Strassen Attention, Split VC Dimension and Compositionality in Transformers¶
Conference: NeurIPS 2025 arXiv: 2501.19215 Code: Not released Area: LLM/NLP Keywords: Transformer theory, attention mechanism, compositional reasoning, VC dimension, complexity lower bounds
TL;DR¶
This paper introduces the Splitting VC dimension as a theoretical tool to prove fundamental limitations of single-layer softmax Transformers (even with infinite precision) on compositional reasoning tasks, and proposes the Strassen attention mechanism with sub-cubic time complexity to overcome these limitations.
Background & Motivation¶
Transformer architectures achieve strong performance on many NLP tasks, yet consistently struggle on tasks requiring compositionality — the ability to combine knowledge components to solve novel problems, widely regarded as the core of systematic generalization in language systems.

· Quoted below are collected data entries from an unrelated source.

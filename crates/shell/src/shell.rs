//! Application shell facade.
//!
//! Decisions are computed purely ([`campus_auth::decide`], form
//! validation) and applied effectfully here: the store write on commit,
//! the navigation request on redirect.

use thiserror::Error;

use campus_auth::{Decision, Identity, Role, decide};
use campus_forms::{FieldErrors, FormController};
use campus_session::{SessionStore, SessionStoreError};

use crate::Navigator;

/// A committed sign-in: the stored identity plus where to send the user.
#[derive(Debug, Clone, PartialEq, Eq)]
pub struct CommittedSession {
    pub identity: Identity,
    pub redirect_to: String,
}

/// Why a credential submit did not produce a session.
#[derive(Debug, Error)]
pub enum SubmitError {
    /// One message per failing field; the form stays editable.
    #[error("credential validation failed")]
    Invalid(FieldErrors),

    /// The identity validated but could not be persisted.
    #[error("session could not be persisted: {0}")]
    Store(#[from] SessionStoreError),
}

/// Entry point the surrounding pages consume.
///
/// Holds the injected [`SessionStore`] capability; everything else is
/// computed per call.
#[derive(Debug, Clone)]
pub struct Shell<S> {
    store: S,
}

impl<S: SessionStore> Shell<S> {
    pub fn new(store: S) -> Self {
        Self { store }
    }

    /// Gate access to a protected view, reading the live session.
    ///
    /// `None` gates on authentication only; `Some(role)` additionally
    /// requires that role, redirecting a wrong-role session to its own
    /// dashboard.
    pub fn require_role(&self, required: Option<Role>) -> Decision {
        let session = self.store.read();
        decide(session.as_ref(), required)
    }

    pub fn current_identity(&self) -> Option<Identity> {
        self.store.read()
    }

    /// Destroy the session entirely. Idempotent; both persisted entries go
    /// together.
    pub fn logout(&self) -> Result<(), SessionStoreError> {
        self.store.clear()
    }

    /// Drive a form submit to completion: validate, persist, compute the
    /// landing route. A rejected submit leaves the store untouched.
    pub fn submit_credentials(
        &self,
        form: &mut FormController,
    ) -> Result<CommittedSession, SubmitError> {
        let identity = form.submit().map_err(SubmitError::Invalid)?;
        self.store.write(&identity)?;
        tracing::info!(role = identity.role.as_str(), "session committed");

        let redirect_to = identity.role.home_path().to_string();
        Ok(CommittedSession {
            identity,
            redirect_to,
        })
    }
}

/// Apply a guard decision through the navigation seam.
///
/// Returns `true` when the caller should render the protected children.
pub fn apply_decision(decision: &Decision, navigator: &impl Navigator) -> bool {
    match decision {
        Decision::Allow => true,
        Decision::RedirectTo(path) => {
            navigator.replace(path);
            false
        }
    }
}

Limitations of prior theoretical work: - Hahn (2020) establishes bounds using hardmax attention, which diverges significantly from the softmax used in practice. - Sanford et al. (2023) and Peng et al. (2024) employ communication complexity-based approaches that apply only to finite-precision (sub-linear bit-width) Transformers. - This raises a critical question: can higher-precision arithmetic circumvent these limitations?

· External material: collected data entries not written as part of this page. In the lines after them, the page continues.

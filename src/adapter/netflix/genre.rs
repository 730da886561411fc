use async_trait::async_trait;
use futures::future::join_all;
use std::sync::Arc;
use tracing::{info, warn};

use super::extract::{Candidate, extract_genre_candidates, slug};
use super::page::PageFetcher;
use crate::domain::{ContentRecord, ContentType, EnrichmentRecord, PLACEHOLDER_POSTER, SourceOutcome};
use crate::error::SourceError;
use crate::port::{EnrichmentLookup, SourceAdapter};

pub const GENRE_CARD_LIMIT: usize = 20;
pub const LOOSE_SCAN_LIMIT: usize = 10;

/// Scrapes Netflix genre browse pages.
///
/// Unlike the ranked lists, genre titles are kept without a suggestion match;
/// they get a deterministic `netflix_<slug>` id and source defaults instead.
pub struct GenreAdapter {
    pages: PageFetcher,
    enrichment: Arc<dyn EnrichmentLookup>,
    labels: Vec<String>,
}

impl GenreAdapter {
    pub fn new(pages: PageFetcher, enrichment: Arc<dyn EnrichmentLookup>, labels: Vec<String>) -> Self {
        Self {
            pages,
            enrichment,
            labels,
        }
    }

    async fn enrich(&self, candidate: Candidate, content_type: ContentType) -> ContentRecord {
        let matched = self.enrichment.resolve(&candidate.title).await.into_match();
        to_record(candidate, matched, content_type, &self.labels)
    }
}

fn to_record(
    candidate: Candidate,
    matched: Option<EnrichmentRecord>,
    content_type: ContentType,
    labels: &[String],
) -> ContentRecord {
    let matched = matched.unwrap_or_else(|| EnrichmentRecord {
        id: format!("netflix_{}", slug(&candidate.title)),
        year: None,
        poster_url: None,
        synopsis: None,
    });

    let description = matched
        .synopsis
        .or(candidate.blurb)
        .unwrap_or_else(|| format!("{} - Available on Netflix", candidate.title));

    let mut record = ContentRecord::new(matched.id, content_type, candidate.title);
    record.release_info = matched.year.unwrap_or_default();
    record.poster = Some(
        matched
            .poster_url
            .or(candidate.poster)
            .unwrap_or_else(|| PLACEHOLDER_POSTER.to_string()),
    );
    record.description = description;
    record.genres = labels.to_vec();
    record
}

#[async_trait]
impl SourceAdapter for GenreAdapter {
    fn name(&self) -> &str {
        "genre"
    }

    async fn fetch(&self, source_url: &str, content_type: ContentType) -> SourceOutcome {
        let html = match self.pages.fetch(source_url).await {
            Ok(html) => html,
            Err(error) => {
                warn!(%error, "genre page unavailable");
                return SourceOutcome::Failed(error);
            }
        };

        let candidates = extract_genre_candidates(&html, GENRE_CARD_LIMIT, LOOSE_SCAN_LIMIT);
        if candidates.is_empty() {
            warn!(url = %source_url, "no title cards found, markup may have changed");
            return SourceOutcome::Failed(SourceError::Markup {
                url: source_url.to_string(),
            });
        }

        let records = join_all(
            candidates
                .into_iter()
                .map(|candidate| self.enrich(candidate, content_type)),
        )
        .await;

        info!(url = %source_url, %content_type, count = records.len(), "genre page scraped");
        SourceOutcome::from_records(records)
    }
}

Furthermore, existing higher-order attention mechanisms (e.g., third-order attention) are theoretically capable of solving these problems but incur \(O(n^3)\) time complexity, making them poorly scalable.

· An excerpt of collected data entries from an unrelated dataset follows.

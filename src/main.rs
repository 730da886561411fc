use top10_catalog::error::CatalogError;

#[tokio::main]
async fn main() -> Result<(), CatalogError> {
    top10_catalog::app::run().await
}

The core motivations of this paper are: 1. To establish theoretical limitations for arbitrary-precision (including infinite-precision) softmax Transformers. 2. To design a more efficient attention mechanism that overcomes these limitations.
Method¶
Overall Architecture¶
The paper makes two primary contributions: theoretical lower bounds (via Splitting VC dimension) and a novel attention mechanism (Strassen attention).
Key Design 1: Splitting VC Dimension¶
The core idea is to split the \(n\) arguments of a Boolean function \(f: \Sigma^n \to \{0,1\}\) into two parts — one treated as inputs and the other as parameters — thereby casting the function as a hypothesis class and computing its VC dimension.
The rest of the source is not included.